こりゃBX, Xantia, 初代C5よりも、どんぶらこです。まったりと走る。曲がる。止まる。ここに意識と快感の頂点があるので「スピード=快感」の価値観から解脱しています。
とはいえ、じゃあ首都高C1を一周10分ぐらいのペースで回ってみたと仮に想像すると、これがまた金輪際ロールしねー! ふんわりとした乗り味のまま、前後左右のスフィア(油圧緩衝装置)をアンチロール・アンチスクワット電子制御してくれます。
水平方向には、路面にピタリと張り付き、オンザレール。
垂直方向へは、ぬるん、ぬめぬめ。
高低差もあるコーナーへ飛び込んで、安定してヌルンと滑り抜けていく感じがまさにハイドロの愉悦。これは、たまらない、たまらない…
ちなみに、初代C5同様、速度110km/hで車高が自動的に15ミリ下がって安定性をあげてくれるのですが、日本国内では表立って言いづらいですね、これ。
アイシンAWの6ATは、驚くほどぐいぐいシフトアップします。50km/hあたりで6速に入ってる。すごいすごい。これまで、街中ではついに4速に入らずドカンドカンとシフトショックだらけだった、ルノー・シトロエン・プジョー共同開発の、つまりフランス共和国が全力で作ってもダメだったオートマチック変速機AL4や、自動変速自体の信頼性がおっかないZFなど、動作と信頼性と速度域が特に日本ではこれまでサッパリだったフランス車のオートマが、ついに日本・東京とのベストマッチも手に入れました。おまけに燃費もいい! 島根県から東京まで900kmを満タン一発で走ってこれました。
オートマは日本製、エンジンはドイツ、そしてフランスのハイドロと、いいとこ取りです。
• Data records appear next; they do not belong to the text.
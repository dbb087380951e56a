use colored::{Color, Colorize};
use pronit_core::terminal::{Terminal, Tone};
use pronit_core::{PronitError, Result};
use std::io::{BufRead, IsTerminal, Write};

/// Presentation settings for everything printed to the user.
#[derive(Debug, Clone)]
pub struct Theme {
    pub enabled: bool,
    pub marker: &'static str,
    pub success: Color,
    pub warning: Color,
    pub error: Color,
}

impl Theme {
    pub fn plain() -> Self {
        Self {
            enabled: false,
            ..Self::default()
        }
    }

    /// Colors only when stdout is a terminal, `--no-color` wasn't given and
    /// `NO_COLOR` isn't set.
    pub fn detect(no_color: bool) -> Self {
        if no_color {
            return Self::plain();
        }
        let enabled = std::env::var_os("NO_COLOR").is_none() && std::io::stdout().is_terminal();
        Self {
            enabled,
            ..Self::default()
        }
    }

    pub fn paint(&self, tone: Tone, text: &str) -> String {
        if !self.enabled {
            return text.to_string();
        }
        match tone {
            Tone::Info => text.to_string(),
            Tone::Success => text.color(self.success).bold().to_string(),
            Tone::Warning => text.color(self.warning).to_string(),
            Tone::Error => text.color(self.error).bold().to_string(),
        }
    }

    fn prompt_marker(&self) -> String {
        if self.enabled {
            self.marker.bold().to_string()
        } else {
            self.marker.to_string()
        }
    }
}

impl Default for Theme {
    fn default() -> Self {
        Self {
            enabled: true,
            marker: ">",
            success: Color::Green,
            warning: Color::Yellow,
            error: Color::Red,
        }
    }
}

/// Line-based terminal: the question on one line, the answer typed after a
/// `>` marker on the next.
pub struct LineTerminal<R, W> {
    input: R,
    output: W,
    theme: Theme,
}

impl LineTerminal<std::io::StdinLock<'static>, std::io::Stdout> {
    pub fn stdio(theme: Theme) -> Self {
        Self::new(std::io::stdin().lock(), std::io::stdout(), theme)
    }
}

impl<R: BufRead, W: Write> LineTerminal<R, W> {
    pub fn new(input: R, output: W, theme: Theme) -> Self {
        Self {
            input,
            output,
            theme,
        }
    }

    #[cfg(test)]
    fn into_output(self) -> W {
        self.output
    }
}

impl<R: BufRead, W: Write> Terminal for LineTerminal<R, W> {
    fn ask(&mut self, question: &str) -> Result<String> {
        write!(
            self.output,
            "{question}\n{} ",
            self.theme.prompt_marker()
        )?;
        self.output.flush()?;

        let mut line = String::new();
        if self.input.read_line(&mut line)? == 0 {
            writeln!(self.output)?;
            return Err(PronitError::Aborted);
        }
        Ok(line.trim_end_matches(&['\n', '\r'][..]).to_string())
    }

    fn notify(&mut self, tone: Tone, message: &str) {
        let _ = writeln!(self.output, "{}", self.theme.paint(tone, message));
    }
}

#[cfg(test)]
mod tests {
    use super::*;
    use std::io::Cursor;

    fn terminal(input: &str) -> LineTerminal<Cursor<Vec<u8>>, Vec<u8>> {
        LineTerminal::new(Cursor::new(input.as_bytes().to_vec()), Vec::new(), Theme::plain())
    }

    #[test]
    fn ask_prints_question_and_returns_line() {
        let mut term = terminal("demo\r\n");
        assert_eq!(term.ask("Please enter the project name").unwrap(), "demo");
        let out = String::from_utf8(term.into_output()).unwrap();
        assert_eq!(out, "Please enter the project name\n> ");
    }

    #[test]
    fn end_of_input_aborts() {
        let mut term = terminal("");
        assert!(matches!(term.ask("anything").unwrap_err(), PronitError::Aborted));
    }

    #[test]
    fn confirm_accepts_yes() {
        let mut term = terminal("Yes\nn\n");
        assert!(term.confirm("Private?").unwrap());
        assert!(!term.confirm("Private?").unwrap());
        let out = String::from_utf8(term.into_output()).unwrap();
        assert!(out.contains("Private? (y/n)"));
    }

    #[test]
    fn no_color_flag_disables_styling() {
        let theme = Theme::detect(true);
        assert!(!theme.enabled);
        assert_eq!(theme.paint(Tone::Success, "done"), "done");
    }

    #[test]
    fn plain_theme_leaves_text_alone() {
        let theme = Theme::plain();
        assert_eq!(theme.paint(Tone::Error, "boom"), "boom");
    }

    #[test]
    fn notify_writes_one_line() {
        let mut term = terminal("");
        term.notify(Tone::Success, "Remote repository has been created");
        let out = String::from_utf8(term.into_output()).unwrap();
        assert_eq!(out, "Remote repository has been created\n");
    }
}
でも、実は初代C5のころから、ハイドロの油圧系をフランス人に代わって日本のカヤバが手がけてたので信頼性が盤石になってたのは秘密です。
車体のでかさも、慣れると特に気になりません。僕はいままでもこれからも、東京と、東京の狭い道が大好きです。
近接センサーは割とピーピー鳴ってくれて、ちょっとうるさいけどとりあえず便利。
ディレクショナル・ヘッドライト。ハンドル切るとヘッドライトがきょろきょろ左右を向いてくれて幸せです。これはみなさんに正座して聞いてほしいのですが、ディレクショナル・ヘッドライトは、シトロエンDSの1967年モデルが世界で最初のオリジナルです。世界中のメーカーみんな、シトロエンの特許が切れるのを待ってから続々と自社採用してドヤ顔しやがって…
リアウインドウ。C6につづいて、逆反りガラスです。
こうする合理的な理由はわかりませんし、ワイパーを付けられないので雨の日の後方視界が悪いですが、シトロエンCXの逆反りが復活したといいますか、理屈じゃなくて感性。愛好者に対して、お前ら、わかってるな? 買え。というシトロエン社からの明確なサインといえます。
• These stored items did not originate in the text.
use crate::error::{PronitError, Result};
use crate::paths;
use crate::retry::RetryPolicy;
use serde::Deserialize;
use std::path::Path;
use std::time::Duration;

// ---------------------------------------------------------------------------
// Defaults
// ---------------------------------------------------------------------------

fn default_api_url() -> String {
    "https://api.github.com".to_string()
}

fn default_raw_url() -> String {
    "https://raw.githubusercontent.com/github/gitignore/main".to_string()
}

fn default_web_url() -> String {
    "https://github.com".to_string()
}

fn default_commit_message_url() -> String {
    "https://whatthecommit.com/index.txt".to_string()
}

fn default_timeout_secs() -> u64 {
    10
}

fn default_commit_message() -> String {
    "Initial commit".to_string()
}

fn default_fallback_branch() -> String {
    "master".to_string()
}

fn default_editor() -> String {
    "code".to_string()
}

// ---------------------------------------------------------------------------
// Config
// ---------------------------------------------------------------------------

/// Settings read from `<pronit home>/config.yaml`. Every field is optional in
/// the file.
#[derive(Debug, Clone, Deserialize, PartialEq)]
pub struct Config {
    /// Base URL of the hosting REST API.
    #[serde(default = "default_api_url")]
    pub api_url: String,
    /// Base URL that ignore-template paths are appended to.
    #[serde(default = "default_raw_url")]
    pub raw_url: String,
    /// Base URL of the hosting web UI; also used for the git remote.
    #[serde(default = "default_web_url")]
    pub web_url: String,
    #[serde(default = "default_commit_message_url")]
    pub commit_message_url: String,
    #[serde(default = "default_timeout_secs")]
    pub timeout_secs: u64,
    /// Bound on re-prompting for tokens and names. `None` asks forever.
    #[serde(default)]
    pub max_attempts: Option<u32>,
    #[serde(default = "default_commit_message")]
    pub default_commit_message: String,
    /// Branch pushed when `init.defaultBranch` is not configured. The default
    /// assumes git 2.x, whose `git init` creates `master`; git 3 creates
    /// `main` instead.
    #[serde(default = "default_fallback_branch")]
    pub fallback_branch: String,
    #[serde(default = "default_editor")]
    pub editor: String,
}

impl Default for Config {
    fn default() -> Self {
        Self {
            api_url: default_api_url(),
            raw_url: default_raw_url(),
            web_url: default_web_url(),
            commit_message_url: default_commit_message_url(),
            timeout_secs: default_timeout_secs(),
            max_attempts: None,
            default_commit_message: default_commit_message(),
            fallback_branch: default_fallback_branch(),
            editor: default_editor(),
        }
    }
}

impl Config {
    /// Load the config from `pronit_home`, falling back to defaults when the
    /// file doesn't exist.
    pub fn load(pronit_home: &Path) -> Result<Self> {
        let path = paths::config_path(pronit_home);
        if !path.exists() {
            return Ok(Self::default());
        }
        let content = std::fs::read_to_string(&path)?;
        if content.trim().is_empty() {
            return Ok(Self::default());
        }
        serde_yaml::from_str(&content).map_err(|source| PronitError::Config {
            path: path.display().to_string(),
            source,
        })
    }

    pub fn timeout(&self) -> Duration {
        Duration::from_secs(self.timeout_secs)
    }

    pub fn retry_policy(&self) -> RetryPolicy {
        RetryPolicy::new(self.max_attempts)
    }

    /// URL of the repository page for `identity/name`.
    pub fn repository_url(&self, identity: &str, name: &str) -> String {
        format!("{}/{}/{}", self.web_url.trim_end_matches('/'), identity, name)
    }

    /// URL used as the `origin` remote.
    pub fn remote_url(&self, identity: &str, name: &str) -> String {
        format!("{}.git", self.repository_url(identity, name))
    }
}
コンソールは、多数のボタン、中央が固定で輪っかだけが回るセンターフィックスなステアリング、配色がややどぎついデジタルディスプレイなど、ふたたびシトロエンの独自UI/UX, ロストフューチャーが戻ってきました。
いまどきのクルマは、どいつもこいつもドアミラーにウインカーがついてますが、こいつは、ミラーではなく、支柱にランプをつけてます。他所と同じはあくまでもイヤだったんでしょうね。
車高を上げるときのRaising in Progress..という表示も、厨二SFっぽいです。エヴァンゲリオン的です。そういえば原作者はXantiaが大好きだったんだっけ。
むしろ、それよりも、夜の闇に光るC5X7のメーターの風景は、さらに遡って、銀河鉄道999やキャプテンハーロックや宇宙戦艦ヤマトのそれ、つまり、松本零士っぽいのでした。